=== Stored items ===
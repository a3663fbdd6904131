//! Exporter configuration.
//!
//! Settings come from an optional YAML file with CLI/env overrides
//! applied on top (CLI > ENV > config file > defaults). Validation
//! runs once at startup; a bad configuration is fatal before the
//! first collection cycle.

use std::net::IpAddr;
use std::path::Path;
use std::time::Duration;

use serde::{Deserialize, Serialize};
use thiserror::Error;

// =============================================================================
// Constants
// =============================================================================

/// Default exporter port, from the Prometheus exporter port registry.
pub const DEFAULT_PORT: u16 = 9799;

/// Default timeout per upstream HTTP request.
pub const DEFAULT_FETCH_TIMEOUT: Duration = Duration::from_secs(10);

/// Default compass point labels, one per sector, clockwise from north.
pub const DEFAULT_COMPASS_POINTS: [&str; 8] = ["N", "NE", "E", "SE", "S", "SW", "W", "NW"];

fn default_compass_points() -> Vec<String> {
    DEFAULT_COMPASS_POINTS.iter().map(|s| s.to_string()).collect()
}

/// Configuration error types.
#[derive(Debug, Error)]
pub enum ConfigError {
    /// Failed to read configuration file.
    #[error("failed to read config file: {0}")]
    Io(#[from] std::io::Error),

    /// Failed to parse YAML configuration.
    #[error("failed to parse YAML config: {0}")]
    Parse(#[from] serde_yaml::Error),

    /// Configuration validation failed.
    #[error("config validation error: {0}")]
    Validation(String),
}

// =============================================================================
// Server Configuration
// =============================================================================

/// Web server configuration.
#[derive(Debug, Clone, Serialize, Deserialize)]
#[serde(default)]
pub struct ServerConfig {
    /// Bind address (default: "0.0.0.0").
    pub bind: String,

    /// Port (default: 9799).
    pub port: u16,

    /// Path under which to expose metrics (default: "/metrics").
    pub telemetry_path: String,
}

impl Default for ServerConfig {
    fn default() -> Self {
        Self {
            bind: "0.0.0.0".to_string(),
            port: DEFAULT_PORT,
            telemetry_path: "/metrics".to_string(),
        }
    }
}

// =============================================================================
// Source Configuration
// =============================================================================

/// Upstream dump1090 source selection. Exactly one of `url` and
/// `files` must be set.
#[derive(Debug, Clone, Serialize, Deserialize)]
#[serde(default)]
pub struct SourceConfig {
    /// Base URL of a dump1090 instance, e.g.
    /// `http://localhost/dump1090/data`.
    pub url: Option<String>,

    /// Path template for dump1090's JSON files, e.g.
    /// `/run/dump1090/{}` or a plain directory.
    pub files: Option<String>,

    /// Timeout per upstream HTTP request (default: 10s).
    #[serde(with = "humantime_serde")]
    pub timeout: Duration,
}

impl Default for SourceConfig {
    fn default() -> Self {
        Self {
            url: None,
            files: None,
            timeout: DEFAULT_FETCH_TIMEOUT,
        }
    }
}

// =============================================================================
// Compass Configuration
// =============================================================================

/// Compass sector configuration.
#[derive(Debug, Clone, Serialize, Deserialize)]
#[serde(default)]
pub struct CompassConfig {
    /// Number of equal compass sectors (default: 8).
    pub sectors: usize,

    /// One label per sector, clockwise from north.
    pub points: Vec<String>,
}

impl Default for CompassConfig {
    fn default() -> Self {
        Self {
            sectors: DEFAULT_COMPASS_POINTS.len(),
            points: default_compass_points(),
        }
    }
}

// =============================================================================
// Exporter Configuration
// =============================================================================

/// Top-level exporter configuration.
#[derive(Debug, Clone, Default, Serialize, Deserialize)]
#[serde(default)]
pub struct ExporterConfig {
    /// Web server configuration.
    pub server: ServerConfig,

    /// Upstream dump1090 source.
    pub source: SourceConfig,

    /// Compass sector layout.
    pub compass: CompassConfig,
}

impl ExporterConfig {
    /// Load configuration from a YAML file. Validation is deferred
    /// until after CLI/env overrides are applied.
    ///
    /// # Errors
    /// Returns `ConfigError` if the file cannot be read or parsed.
    pub fn load(path: impl AsRef<Path>) -> Result<Self, ConfigError> {
        let content = std::fs::read_to_string(path.as_ref())?;
        Ok(serde_yaml::from_str(&content)?)
    }

    /// Validate configuration values.
    ///
    /// # Errors
    /// Returns `ConfigError::Validation` if any field is invalid.
    pub fn validate(&self) -> Result<(), ConfigError> {
        self.server.bind.parse::<IpAddr>().map_err(|_| {
            ConfigError::Validation(format!(
                "invalid server bind address: '{}'",
                self.server.bind
            ))
        })?;

        if self.server.port == 0 {
            return Err(ConfigError::Validation(
                "server port must be non-zero".to_string(),
            ));
        }

        if !self.server.telemetry_path.starts_with('/') {
            return Err(ConfigError::Validation(format!(
                "telemetry path must start with '/': '{}'",
                self.server.telemetry_path
            )));
        }

        // The router already serves these; a colliding telemetry path
        // would panic at route registration instead of failing cleanly.
        if matches!(self.server.telemetry_path.as_str(), "/" | "/healthz") {
            return Err(ConfigError::Validation(format!(
                "telemetry path collides with a built-in route: '{}'",
                self.server.telemetry_path
            )));
        }

        match (&self.source.url, &self.source.files) {
            (Some(_), Some(_)) | (None, None) => {
                return Err(ConfigError::Validation(
                    "exactly one of source.url and source.files must be set".to_string(),
                ));
            }
            _ => {}
        }

        if self.compass.sectors == 0 {
            return Err(ConfigError::Validation(
                "compass.sectors must be at least 1".to_string(),
            ));
        }

        if self.compass.points.len() != self.compass.sectors {
            return Err(ConfigError::Validation(format!(
                "compass.points has {} labels but compass.sectors is {}",
                self.compass.points.len(),
                self.compass.sectors
            )));
        }

        Ok(())
    }
}
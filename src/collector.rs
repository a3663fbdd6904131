//! The collection core: one fetch-and-aggregate pass per scrape.
//!
//! Every scrape request drives exactly one cycle: fetch both upstream
//! documents, partition aircraft by position fix, and aggregate count
//! and maximum distance per compass sector. Nothing is cached between
//! cycles; the only shared state is the mutex that keeps concurrent
//! cycles from interleaving.

use std::sync::Arc;

use tokio::sync::Mutex;

use crate::feed::{DataSource, FeedError};
use crate::geo::LatLon;
use crate::sectors::sector;

/// A metric this exporter can emit: name, help text, and label schema.
#[derive(Debug, Clone, Copy)]
pub struct MetricDesc {
    pub name: &'static str,
    pub help: &'static str,
    pub labels: &'static [&'static str],
}

/// Number of aircraft in view, split by position fix and direction.
pub const AIRCRAFT_COUNT: MetricDesc = MetricDesc {
    name: "dump1090_aircraft_count",
    help: "Number of aircraft in view",
    labels: &["with_position", "direction"],
};

/// Cumulative ADS-B message count reported by the feed.
pub const MESSAGE_COUNT: MetricDesc = MetricDesc {
    name: "dump1090_aircraft_messages",
    help: "Number of ADSB messages received",
    labels: &[],
};

/// Feed timestamp of the last message.
pub const TIMESTAMP: MetricDesc = MetricDesc {
    name: "dump1090_aircraft_timestamp",
    help: "Timestamp of last message",
    labels: &[],
};

/// Maximum observed aircraft distance per direction, meters.
pub const MAX_DISTANCE: MetricDesc = MetricDesc {
    name: "dump1090_aircraft_max_distance",
    help: "Maximum distance (meters)",
    labels: &["direction"],
};

/// Everything this exporter can emit.
pub const DESCRIPTORS: &[MetricDesc] = &[AIRCRAFT_COUNT, MESSAGE_COUNT, TIMESTAMP, MAX_DISTANCE];

/// Aggregate for one compass sector within a single cycle.
#[derive(Debug, Clone, PartialEq)]
pub struct SectorBucket {
    /// Sector label from the configured compass point list.
    pub direction: String,
    /// Aircraft with a position fix whose bearing falls in this sector.
    pub count: u64,
    /// Largest observed distance in this sector, meters.
    pub max_distance_m: f64,
}

/// The immutable result of one successful collection cycle.
#[derive(Debug, Clone, PartialEq)]
pub struct MetricSnapshot {
    /// Feed timestamp, seconds since the Unix epoch.
    pub timestamp: f64,
    /// Cumulative message count reported by the feed.
    pub messages: u64,
    /// Total aircraft in the feed this cycle.
    pub total_aircraft: u64,
    /// Aircraft with no position fix.
    pub without_position: u64,
    /// Per-sector aggregates; `None` when the receiver location is
    /// unknown and no distance or bearing can be computed.
    pub sectors: Option<Vec<SectorBucket>>,
}

/// Collects aircraft state from a [`DataSource`] and aggregates it by
/// compass sector relative to the receiver.
///
/// [`Exporter::collect`] holds a mutex for the whole cycle so
/// concurrent scrapes serialize instead of racing. All aggregation
/// state is local to one call, so each snapshot reflects exactly one
/// internally consistent fetch.
pub struct Exporter {
    source: Arc<dyn DataSource>,
    compass_points: Vec<String>,
    cycle: Mutex<()>,
}

impl Exporter {
    /// `compass_points` carries one label per sector, clockwise from
    /// north. It must be non-empty; the configuration layer validates
    /// that before construction.
    pub fn new(source: Arc<dyn DataSource>, compass_points: Vec<String>) -> Self {
        debug_assert!(!compass_points.is_empty());
        Self {
            source,
            compass_points,
            cycle: Mutex::new(()),
        }
    }

    /// The fixed set of metrics this exporter can emit. No I/O.
    pub fn describe(&self) -> &'static [MetricDesc] {
        DESCRIPTORS
    }

    /// Run one collection cycle.
    ///
    /// Fetches both upstream documents, then aggregates. Either fetch
    /// failing aborts the whole cycle: no snapshot is ever built from
    /// a single document.
    pub async fn collect(&self) -> Result<MetricSnapshot, FeedError> {
        let _cycle = self.cycle.lock().await;

        let feed = self.source.fetch_aircraft().await?;
        let receiver = self.source.fetch_receiver().await?;

        let start = std::time::Instant::now();
        let total_aircraft = feed.aircraft.len() as u64;
        let mut without_position = 0u64;

        let sectors = if receiver.has_position() {
            let here = LatLon::new(receiver.lat, receiver.lon);
            let mut buckets: Vec<SectorBucket> = self
                .compass_points
                .iter()
                .map(|direction| SectorBucket {
                    direction: direction.clone(),
                    count: 0,
                    max_distance_m: 0.0,
                })
                .collect();

            for a in &feed.aircraft {
                if !a.has_position() {
                    without_position += 1;
                    continue;
                }
                let there = LatLon::new(a.lat, a.lon);
                let distance = here.distance_to(there);
                let s = sector(
                    self.compass_points.len(),
                    here.initial_bearing_to(there) as i64,
                );
                buckets[s].count += 1;
                if distance > buckets[s].max_distance_m {
                    buckets[s].max_distance_m = distance;
                }
            }

            Some(buckets)
        } else {
            without_position = feed
                .aircraft
                .iter()
                .filter(|a| !a.has_position())
                .count() as u64;
            None
        };

        tracing::debug!(
            aircraft = total_aircraft,
            without_position,
            elapsed = ?start.elapsed(),
            "collection cycle aggregated"
        );

        Ok(MetricSnapshot {
            timestamp: feed.now,
            messages: feed.messages,
            total_aircraft,
            without_position,
            sectors,
        })
    }
}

=== What to work on ===
All that belongs in your answer is the stretch of entries above from the line with "aggregates. Either fetch" through the line with "pub async fn", printed exactly.

=== Result ===
    /// Fetches both upstream documents, then aggregates. Either fetch
    /// failing aborts the whole cycle: no snapshot is ever built from
    /// a single document.
    pub async fn collect(&self) -> Result<MetricSnapshot, FeedError> {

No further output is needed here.